### YOUR GOAL
Two lines below mark the span: the one containing "result.push(rest);" and the one containing "repository 09aa2550b7507b17". Set down both, plus every line between, exactly as they stand, and nothing else.

Stored items from a collection:
// Copyright 2017 Pants project contributors (see CONTRIBUTORS.md).
// Licensed under the Apache License, Version 2.0 (see LICENSE).

use std::sync::Arc;

use crate::builder::{take_features, take_str, take_value, ArgSlot};
use crate::directory_expansion::Expander;
use crate::error::CommandLineExpansionError;
use crate::fingerprint::{FingerprintSink, SALT_SINGLE_FORMATTED};
use crate::nested_set::NestedSetFingerprintCache;
use crate::remapper::{IdentityRemapper, Remapper};
use crate::value::expand_value;
use crate::vector_arg;

/// The decoded payload shared by both `CommandLine::Plain` and
/// `CommandLine::Grouped`; `group_starts` is empty for the former.
pub(crate) struct DecodedCommandLine {
    pub(crate) stream: Arc<[ArgSlot]>,
    pub(crate) group_starts: Vec<usize>,
}

/// Implements C6: the immutable, built command line. Produced only by
/// `CommandLineBuilder::build`, never constructed directly.
pub enum CommandLine {
    /// No directives were ever added.
    Empty,
    /// Every decoded token is emitted as its own argument.
    Plain(DecodedCommandLine),
    /// Tokens belonging to the same `record_arg_start` group are coalesced
    /// into `first=rest joined by spaces` (`spec.md` §4.6).
    Grouped(DecodedCommandLine),
}

impl CommandLine {
    /// Fully decodes this command line into the argument vector that should
    /// be passed to the process being constructed.
    pub async fn arguments(
        &self,
        expander: Option<&Arc<dyn Expander>>,
        remapper: &dyn Remapper,
    ) -> Result<Vec<String>, CommandLineExpansionError> {
        let (stream, group_starts) = match self {
            CommandLine::Empty => return Ok(Vec::new()),
            CommandLine::Plain(decoded) => (&decoded.stream, None),
            CommandLine::Grouped(decoded) => (&decoded.stream, Some(&decoded.group_starts)),
        };

        let mut out = Vec::new();
        let mut result_group_starts = Vec::new();
        let mut next_group = 0;
        let mut index = 0;
        while index < stream.len() {
            if let Some(starts) = group_starts {
                if next_group < starts.len() && starts[next_group] == index {
                    result_group_starts.push(out.len());
                    next_group += 1;
                }
            }
            match &stream[index] {
                ArgSlot::Features(_) => {
                    let features = take_features(stream, &mut index);
                    index =
                        vector_arg::eval(features, stream, index, &mut out, expander, remapper)
                            .await?;
                }
                ArgSlot::FormattedMarker => {
                    let mut cursor = index + 1;
                    let value = take_value(stream, &mut cursor);
                    let format = take_str(stream, &mut cursor);
                    out.push(vector_arg::format_one(&format, &expand_value(&value, remapper))?);
                    index = cursor;
                }
                ArgSlot::Value(value) => {
                    out.push(expand_value(value, remapper));
                    index += 1;
                }
                other => panic!("command line decoder invariant breach: unexpected top-level slot {other:?}"),
            }
        }

        let out = remapper.map_custom_args(out);

        Ok(match group_starts {
            Some(_) => coalesce_groups(out, &result_group_starts),
            None => out,
        })
    }

    /// Mirrors `arguments` into a fingerprint sink without ever performing
    /// real directory expansion or remapping (`spec.md` §4.4, §4.7).
    pub async fn add_to_fingerprint(
        &self,
        sink: &mut dyn FingerprintSink,
        expander: Option<&Arc<dyn Expander>>,
        nested_set_cache: &dyn NestedSetFingerprintCache,
    ) -> Result<(), CommandLineExpansionError> {
        let stream = match self {
            CommandLine::Empty => return Ok(()),
            CommandLine::Plain(decoded) | CommandLine::Grouped(decoded) => &decoded.stream,
        };

        let mut index = 0;
        while index < stream.len() {
            match &stream[index] {
                ArgSlot::Features(_) => {
                    let features = take_features(stream, &mut index);
                    index = vector_arg::add_to_fingerprint(
                        features,
                        stream,
                        index,
                        sink,
                        expander,
                        nested_set_cache,
                    )
                    .await?;
                }
                ArgSlot::FormattedMarker => {
                    let mut cursor = index + 1;
                    let value = take_value(stream, &mut cursor);
                    let format = take_str(stream, &mut cursor);
                    sink.add_string(&expand_value(&value, &IdentityRemapper));
                    sink.add_string(&format);
                    sink.add_uuid(*SALT_SINGLE_FORMATTED);
                    index = cursor;
                }
                ArgSlot::Value(value) => {
                    sink.add_string(&expand_value(value, &IdentityRemapper));
                    index += 1;
                }
                other => panic!("command line decoder invariant breach: unexpected top-level slot {other:?}"),
            }
        }
        Ok(())
    }
}

/// Coalesces tokens recorded between successive `record_arg_start` points:
/// a group of zero or one token passes through unchanged; a group of two or
/// more becomes `first=rest joined by " "`, unless `first` is empty, in
/// which case only the joined rest is emitted.
fn coalesce_groups(tokens: Vec<String>, starts: &[usize]) -> Vec<String> {
    let mut result = Vec::with_capacity(starts.len());
    for (i, &start) in starts.iter().enumerate() {
        let end = starts.get(i + 1).copied().unwrap_or(tokens.len());
        let group = &tokens[start..end];
        match group.len() {
            0 => {}
            1 => result.push(group[0].clone()),
            _ => {
                let first = &group[0];
                let rest = group[1..].join(" ");
                if first.is_empty() {
                    result.push(rest);
                } else {
                    result.push(format!("{first}={rest}"));
                }
            }
        }
    }
    result
}
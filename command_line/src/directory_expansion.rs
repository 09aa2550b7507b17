// Copyright 2017 Pants project contributors (see CONTRIBUTORS.md).
// Licensed under the Apache License, Version 2.0 (see LICENSE).

use std::sync::Arc;

use log::warn;

use crate::error::CommandLineExpansionError;
use crate::remapper::Remapper;
use crate::value::Value;

/// Host capability for flattening a directory-shaped `Value` into concrete
/// files. Absent during most of analysis time, when no real sandbox layout
/// exists yet; present during actual command-line construction ahead of
/// action execution.
pub trait Expander: Send + Sync {
    /// Append the files contained in a tree artifact to `out`, in the
    /// host's canonical order.
    fn expand_tree(&self, artifact: &Value, out: &mut Vec<Value>);

    /// Resolve a fileset artifact's manifest, or fail if the host never
    /// registered it as an input.
    fn get_fileset(&self, artifact: &Value) -> Result<FilesetManifest, MissingExpansion>;
}

/// Marker returned by `Expander::get_fileset` when the fileset was never
/// registered as an input of the action. Carries no data; the caller already
/// has the artifact in hand to build a diagnostic.
#[derive(Debug)]
pub struct MissingExpansion;

/// How a fileset's internal relative symlinks are handled while building its
/// manifest. `IgnoreWithoutError` is the only variant this crate exercises;
/// other policies exist in the host but have no caller here.
#[derive(Clone, Copy, Debug, Eq, PartialEq)]
pub enum RelativeSymlinkPolicy {
    IgnoreWithoutError,
}

#[derive(Clone, Debug)]
pub struct FilesetManifestEntry {
    pub relative_path: String,
}

impl FilesetManifestEntry {
    pub fn new(relative_path: impl Into<String>) -> Self {
        FilesetManifestEntry {
            relative_path: relative_path.into(),
        }
    }
}

/// The flattened contents of a fileset: an origin exec path, and the
/// relative paths of every file it contains.
#[derive(Clone, Debug)]
pub struct FilesetManifest {
    origin_exec_path: String,
    entries: Vec<FilesetManifestEntry>,
}

impl FilesetManifest {
    pub fn construct(
        entries: Vec<FilesetManifestEntry>,
        origin_exec_path: impl Into<String>,
        _policy: RelativeSymlinkPolicy,
    ) -> Self {
        FilesetManifest {
            origin_exec_path: origin_exec_path.into(),
            entries,
        }
    }

    pub fn entries(&self) -> &[FilesetManifestEntry] {
        &self.entries
    }

    pub fn origin_exec_path(&self) -> &str {
        &self.origin_exec_path
    }
}

/// Implements C2: replace tree-artifact and fileset values with the files
/// they contain. A no-op when no value `isDirectory`, matching the spec's
/// "return the input list unchanged" fast path; callers are expected to gate
/// this on the `EXPAND_DIRECTORIES` feature bit themselves.
pub fn expand_directories(
    values: Vec<Value>,
    expander: Option<&Arc<dyn Expander>>,
    remapper: &dyn Remapper,
) -> Result<Vec<Value>, CommandLineExpansionError> {
    let Some(expander) = expander else {
        return Ok(values);
    };
    if !values.iter().any(Value::is_directory) {
        return Ok(values);
    }

    let mut out = Vec::with_capacity(values.len());
    for value in values {
        if value.is_tree_artifact() {
            expander.expand_tree(&value, &mut out);
        } else if value.is_fileset() {
            let manifest = expander.get_fileset(&value).map_err(|_| {
                CommandLineExpansionError::expansion(format!(
                    "Could not expand fileset: {}. Did you forget to add it as an input of the action?",
                    value.display_name()
                ))
            })?;
            for entry in manifest.entries() {
                let relative = remapper.map(&entry.relative_path);
                out.push(Value::str(format!(
                    "{}/{}",
                    manifest.origin_exec_path(),
                    relative
                )));
            }
        } else if value.is_directory() {
            warn!(
                "unknown directory kind for {}; this is a bug, not a malformed action",
                value.display_name()
            );
            panic!(
                "command line decoder invariant breach: unknown directory kind for {}",
                value.display_name()
            );
        } else {
            out.push(value);
        }
    }
    Ok(out)
}
/// Implements the fingerprint half of C4: mirrors `eval`'s decode walk but
/// never calls the host's real expansion, using the identity remapper and,
/// for a plain list of values, feeding whatever `expand_directories` returns
/// -- including, when no expander is present, the unexpanded directory
/// values themselves.
///
/// This is deliberate, not a bug: at analysis time there usually is no
/// sandbox yet to expand a tree artifact against, so the fingerprint already
/// has to approximate. `expand_directories` already returns its input
/// unchanged whenever no expander is present, so this function does not
/// special-case it -- the approximation falls out of reusing the same
/// helper `eval` uses.
pub async fn add_to_fingerprint(
    features: VectorFeatures,
    stream: &[ArgSlot],
    mut index: usize,
    sink: &mut dyn FingerprintSink,
    expander: Option<&Arc<dyn Expander>>,
    nested_set_cache: &dyn NestedSetFingerprintCache,
) -> Result<usize, CommandLineExpansionError> {
    let map_each = if features.has(bit::HAS_MAP_EACH) {
        let callable = take_callable(stream, &mut index);
        let location = take_location(stream, &mut index);
        let semantics = take_semantics(stream, &mut index);
        Some((callable, location, semantics))
    } else {
        None
    };

    if features.has(bit::IS_NESTED_SET) {
        let set = take_nested_set(stream, &mut index);
        match &map_each {
            Some((callable, _location, _semantics)) => {
                let adaptor = Arc::new(MapEachFingerprintAdaptor::new(
                    Arc::clone(callable),
                    expander.map(Arc::clone),
                ));
                let result =
                    nested_set_cache.add_nested_set_to_fingerprint(&[Arc::clone(&adaptor)], sink, &set);
                adaptor.clear_expander();
                result?;
            }
            None => {
                for value in set.to_list() {
                    sink.add_string(&expand_value(&value, &IdentityRemapper));
                }
            }
        }
    } else {
        let count = take_count(stream, &mut index);
        let mut values = Vec::with_capacity(count);
        for _ in 0..count {
            values.push(take_value(stream, &mut index));
        }
        if features.has(bit::EXPAND_DIRECTORIES) {
            values = expand_directories(values, expander, &IdentityRemapper)?;
        }
        match &map_each {
            Some((callable, location, _semantics)) => {
                let strings = apply_map_each(callable.as_ref(), &values, location, expander).await?;
                for s in &strings {
                    sink.add_string(s);
                }
            }
            None => {
                for value in &values {
                    sink.add_string(&expand_value(value, &IdentityRemapper));
                }
            }
        }
    }

    if features.has(bit::EXPAND_DIRECTORIES) {
        sink.add_uuid(*SALT_EXPAND_DIRECTORIES);
    }
    if features.has(bit::UNIQUIFY) {
        sink.add_uuid(*SALT_UNIQUIFY);
    }
    if features.has(bit::OMIT_IF_EMPTY) {
        sink.add_uuid(*SALT_OMIT_IF_EMPTY);
    }
    if features.has(bit::HAS_ARG_NAME) {
        let name = take_str(stream, &mut index);
        sink.add_uuid(*SALT_HAS_ARG_NAME);
        sink.add_string(&name);
    }
    if features.has(bit::HAS_FORMAT_EACH) {
        let format = take_str(stream, &mut index);
        sink.add_uuid(*SALT_HAS_FORMAT_EACH);
        sink.add_string(&format);
    }
    if features.has(bit::HAS_BEFORE_EACH) {
        let separator = take_str(stream, &mut index);
        sink.add_uuid(*SALT_HAS_BEFORE_EACH);
        sink.add_string(&separator);
    }
    if features.has(bit::HAS_JOIN_WITH) {
        let delimiter = take_str(stream, &mut index);
        sink.add_uuid(*SALT_HAS_JOIN_WITH);
        sink.add_string(&delimiter);
    }
    if features.has(bit::HAS_FORMAT_JOINED) {
        let format = take_str(stream, &mut index);
        sink.add_uuid(*SALT_HAS_FORMAT_JOINED);
        sink.add_string(&format);
    }
    if features.has(bit::HAS_TERMINATE_WITH) {
        let terminator = take_str(stream, &mut index);
        sink.add_uuid(*SALT_HAS_TERMINATE_WITH);
        sink.add_string(&terminator);
    }

    Ok(index)
}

### TASK SOLUTION
                    result.push(rest);
                } else {
                    result.push(format!("{first}={rest}"));
                }
            }
        }
    }
    result
}
filename command_line/src/directory_expansion.rs
repository 09aa2550b7507b17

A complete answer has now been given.